You had to re-record your debut after you didn't like the original version you'd recorded with a producer, and wanted to record it live instead. Did you stick to that method this time around?
P: This time, we did it all live from the start.
R: We've worked out that works the best way for us, musically. Because it's quite primal, and we need to have the energy together, and that works the best.
Did you have a producer, this time then?
R: No, we just produced ourselves again. I think the thing is, we didn't need a producer, because we have a really strong idea of what we want.
Has your experience the first time around put you off working with a producer then?
J: I think with the style of music that we do, you don't really need a producer.
P: It's a bit weird to have someone who's not been there since the start of the song to come along and say, “that bit's rubbish, get rid of that...”
R: We have enough arguments between ourselves, without bringing anyone else into it.
The record itself, in terms of the sonics, sounded a bit lighter than your debut. Would you say that's fair?
R: I think that too. Maybe it's because we weren't as used to playing them, we weren't as hard with the songs. It's not as tough as the first record.
J: You don't want to make the same record twice.
R: We also got really tired of being pigeonholed. When you start a band, you don't really think about those things, you're just seeing what comes out, it's quite lighthearted.
P: But when people are saying things to you, like, “are you depressed?” and once you've heard that same thing a million times, it's like, no, no, we're really not...
R: Even if it's subconscious, you're still thinking, let's make a point of not doing that again.
P: Let's not hear that “goth” thing again.
I'm presuming that having ex-Cocteau Twin Simon Raymonde as your label boss must mean that you get a lot of freedom and understanding from Bella Union?
P: I think it's nice to have someone who's been in a band looking after your record, because he's been on the other side.
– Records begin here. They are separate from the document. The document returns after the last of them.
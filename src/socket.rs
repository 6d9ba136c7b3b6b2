//! UDP socket construction and option plumbing shared by the collector
//! ports and the reflector.

use std::io;
use std::mem::MaybeUninit;
use std::net::SocketAddr;
use std::time::Duration;

use anyhow::{anyhow, Context, Result};
use socket2::{Domain, Protocol, SockAddr, Socket, Type};
use tracing::debug;

/// Receive buffer size for probe sockets. The kernel default does not keep
/// up with a full port fleet at steady probe rates.
pub const DEFAULT_RECV_BUFFER: usize = 2 * 1024 * 1024;

/// Create a UDP socket bound to `bind`, configured for the probe pipeline:
/// blocking with `read_timeout` as the receive deadline, an enlarged
/// receive buffer, the requested ToS marking, and kernel RX timestamps
/// where available.
pub fn bind_udp(bind: SocketAddr, tos: u8, read_timeout: Duration) -> Result<Socket> {
    let domain = if bind.is_ipv6() {
        Domain::IPV6
    } else {
        Domain::IPV4
    };
    let socket = Socket::new(domain, Type::DGRAM, Some(Protocol::UDP))
        .context("failed to create UDP socket")?;

    socket.set_nonblocking(false)?;
    socket.set_read_timeout(Some(read_timeout))?;
    socket.set_recv_buffer_size(DEFAULT_RECV_BUFFER)?;
    set_tos(&socket, tos, bind.is_ipv6())?;

    // RX timestamps are opportunistic: not consumed by the statistics yet,
    // and not available on every platform.
    if let Err(e) = enable_rx_timestamps(&socket) {
        debug!(error = %e, "kernel RX timestamps unavailable");
    }

    socket
        .bind(&SockAddr::from(bind))
        .with_context(|| format!("failed to bind UDP socket to {bind}"))?;
    Ok(socket)
}

/// Set the ToS/traffic-class byte on a socket.
pub fn set_tos(socket: &Socket, tos: u8, ipv6: bool) -> Result<()> {
    if ipv6 {
        socket.set_tclass_v6(tos as u32)?;
    } else {
        socket.set_tos(tos as u32)?;
    }
    Ok(())
}

/// Read back the current ToS/traffic-class byte.
pub fn tos(socket: &Socket, ipv6: bool) -> Result<u8> {
    let value = if ipv6 {
        socket.tclass_v6()?
    } else {
        socket.tos()?
    };
    Ok(value as u8)
}

/// Ask the kernel to record receive timestamps for this socket.
#[cfg(target_os = "linux")]
pub fn enable_rx_timestamps(socket: &Socket) -> io::Result<()> {
    use std::os::fd::AsRawFd;

    let enable: libc::c_int = 1;
    let rc = unsafe {
        libc::setsockopt(
            socket.as_raw_fd(),
            libc::SOL_SOCKET,
            libc::SO_TIMESTAMPNS,
            &enable as *const libc::c_int as *const libc::c_void,
            std::mem::size_of::<libc::c_int>() as libc::socklen_t,
        )
    };
    if rc != 0 {
        return Err(io::Error::last_os_error());
    }
    Ok(())
}

#[cfg(not(target_os = "linux"))]
pub fn enable_rx_timestamps(_socket: &Socket) -> io::Result<()> {
    Err(io::Error::new(
        io::ErrorKind::Unsupported,
        "SO_TIMESTAMPNS requires Linux",
    ))
}

/// Local address the socket is bound to.
pub fn local_addr(socket: &Socket) -> Result<SocketAddr> {
    socket
        .local_addr()?
        .as_socket()
        .ok_or_else(|| anyhow!("socket has no inet local address"))
}

/// Send one datagram. The plain io::Error is surfaced so callers can sort
/// transient conditions from fatal ones.
pub fn send_to(socket: &Socket, data: &[u8], dst: SocketAddr) -> io::Result<usize> {
    socket.send_to(data, &SockAddr::from(dst))
}

/// Receive one datagram into `buf`, returning the filled length and the
/// sender. Timeouts surface as `WouldBlock`/`TimedOut`.
pub fn recv_from(socket: &Socket, buf: &mut [u8]) -> io::Result<(usize, SocketAddr)> {
    // socket2 wants MaybeUninit; the buffer is caller-initialized.
    let uninit: &mut [MaybeUninit<u8>] = unsafe {
        std::slice::from_raw_parts_mut(buf.as_mut_ptr() as *mut MaybeUninit<u8>, buf.len())
    };
    let (len, addr) = socket.recv_from(uninit)?;
    let peer = addr
        .as_socket()
        .ok_or_else(|| io::Error::new(io::ErrorKind::InvalidData, "non-inet sender address"))?;
    Ok((len, peer))
}

/// True when a receive error is just the read deadline firing.
pub fn is_timeout(err: &io::Error) -> bool {
    matches!(
        err.kind(),
        io::ErrorKind::WouldBlock | io::ErrorKind::TimedOut
    )
}
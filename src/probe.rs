//! Core measurement types shared across the probe pipeline.
//!
//! A [`Probe`] is the in-memory record of one UDP datagram sent toward a
//! reflector; a [`ProbeResult`] is its post-processed fate. Both carry the
//! [`PathDist`] identifying the directed flow they traveled.

use std::fmt;
use std::net::{IpAddr, SocketAddr};
use std::time::{SystemTime, UNIX_EPOCH};

use uuid::Uuid;

/// Number of opaque ID bytes naming an outstanding probe.
pub const SIGNATURE_LEN: usize = 10;

/// Transport used by a probe. UDP is the only probe transport today; the
/// field is kept on [`PathDist`] so flows stay distinguishable if that
/// changes.
#[derive(Debug, Clone, Copy, PartialEq, Eq, Hash, Default)]
pub enum Protocol {
    #[default]
    Udp,
}

impl fmt::Display for Protocol {
    fn fmt(&self, f: &mut fmt::Formatter<'_>) -> fmt::Result {
        match self {
            Protocol::Udp => write!(f, "udp"),
        }
    }
}

/// Path distinguisher: the tuple that determines path selection for a
/// directed flow. Summarization keys on `(src_ip, dst_ip)` only; ports and
/// protocol are retained for later use.
#[derive(Debug, Clone, PartialEq, Eq, Hash)]
pub struct PathDist {
    pub src_ip: IpAddr,
    pub src_port: u16,
    pub dst_ip: IpAddr,
    pub dst_port: u16,
    pub proto: Protocol,
}

impl PathDist {
    pub fn new(src: SocketAddr, dst: SocketAddr) -> Self {
        Self {
            src_ip: src.ip(),
            src_port: src.port(),
            dst_ip: dst.ip(),
            dst_port: dst.port(),
            proto: Protocol::Udp,
        }
    }
}

/// Opaque 10-byte probe ID, unique within a cache TTL window with
/// overwhelming probability.
#[derive(Clone, Copy, PartialEq, Eq, Hash)]
pub struct Signature([u8; SIGNATURE_LEN]);

impl Signature {
    /// Generate a fresh signature from the trailing bytes of a random
    /// 128-bit identifier.
    pub fn generate() -> Self {
        let id = Uuid::new_v4();
        let bytes = id.as_bytes();
        let mut sig = [0u8; SIGNATURE_LEN];
        sig.copy_from_slice(&bytes[bytes.len() - SIGNATURE_LEN..]);
        Self(sig)
    }

    /// Build a signature from a wire slice; `None` if the length is wrong.
    pub fn from_slice(data: &[u8]) -> Option<Self> {
        let bytes: [u8; SIGNATURE_LEN] = data.try_into().ok()?;
        Some(Self(bytes))
    }

    pub fn as_bytes(&self) -> &[u8; SIGNATURE_LEN] {
        &self.0
    }
}

impl From<[u8; SIGNATURE_LEN]> for Signature {
    fn from(bytes: [u8; SIGNATURE_LEN]) -> Self {
        Self(bytes)
    }
}

impl fmt::Debug for Signature {
    fn fmt(&self, f: &mut fmt::Formatter<'_>) -> fmt::Result {
        for b in &self.0 {
            write!(f, "{b:02x}")?;
        }
        Ok(())
    }
}

/// A single UDP probe sent from, and hopefully received back on, a Port.
///
/// `recv_ns` stays 0 until the echo is matched; a probe evicted with
/// `recv_ns == 0` timed out and counts as loss.
#[derive(Debug, Clone)]
pub struct Probe {
    pub path: PathDist,
    pub tos: u8,
    pub sent_ns: u64,
    pub recv_ns: u64,
}

/// The fate of a single completed probe.
#[derive(Debug, Clone)]
pub struct ProbeResult {
    pub path: PathDist,
    /// Round trip time in nanoseconds; 0 when lost.
    pub rtt_ns: u64,
    /// When the probe completed (was received back) in wall-clock ns.
    pub done_ns: u64,
    /// True when the probe expired unreceived or its timestamps were
    /// inverted.
    pub lost: bool,
}

/// Current wall-clock time in nanoseconds since the Unix epoch.
///
/// Wall clock rather than monotonic because the value crosses the wire;
/// RTT math only ever uses the difference of two local stamps.
pub fn now_ns() -> u64 {
    SystemTime::now()
        .duration_since(UNIX_EPOCH)
        .unwrap_or_default()
        .as_nanos() as u64
}
//! Token-bucket rate limiter for test cycles and reflector pacing.
//!
//! A floating-point bucket refilled on demand. `acquire` reserves a token
//! up front and sleeps off any debt, so waiters are admitted in the order
//! they arrive at the bucket.

use std::time::{Duration, Instant};

use parking_lot::Mutex;

struct BucketState {
    tokens: f64,
    refilled_at: Instant,
}

/// Token bucket dispensing `rate` tokens per second with a burst equal to
/// the rate (minimum one token).
pub struct RateLimiter {
    rate: f64,
    burst: f64,
    state: Mutex<BucketState>,
}

impl RateLimiter {
    /// `rate` must be positive; config validation enforces this before a
    /// limiter is ever built.
    pub fn new(rate: f64) -> Self {
        debug_assert!(rate > 0.0, "rate limiter requires a positive rate");
        let burst = rate.max(1.0);
        Self {
            rate,
            burst,
            state: Mutex::new(BucketState {
                tokens: burst,
                refilled_at: Instant::now(),
            }),
        }
    }

    /// Take one token, returning how long the caller must wait before
    /// acting on it. The bucket may go negative: that is the reservation.
    fn reserve(&self) -> Option<Duration> {
        let mut state = self.state.lock();
        let now = Instant::now();
        let elapsed = now.duration_since(state.refilled_at).as_secs_f64();
        state.tokens = (state.tokens + elapsed * self.rate).min(self.burst);
        state.refilled_at = now;
        state.tokens -= 1.0;
        if state.tokens >= 0.0 {
            None
        } else {
            Some(Duration::from_secs_f64(-state.tokens / self.rate))
        }
    }

    /// Wait until a token is available.
    pub async fn acquire(&self) {
        if let Some(delay) = self.reserve() {
            tokio::time::sleep(delay).await;
        }
    }

    /// Blocking variant for callers on dedicated threads.
    pub fn acquire_blocking(&self) {
        if let Some(delay) = self.reserve() {
            std::thread::sleep(delay);
        }
    }
}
R: I can't imagine what it'd be like if that wasn't how it worked. If you couldn't do whatever you wanted, that'd defeat the purpose.
If you've been given the freedom to make the album exactly as you want it, it seems stupid to ask whether you're happy with it...
R: It's really hard to be objective at this point. It's quite an ordeal, recording an album. I don't know yet!
P: It's hard to listen to music subjectively, especially your own. And especially this soon.
J: Ask us again in a year.
R: We don't hate it...
J: Even if we'd recorded a record that we thought was amazing, we still wouldn't say that.
Veronica Falls' new album 'Waiting For Something To Happen' will be released on 4th February via Bella Union.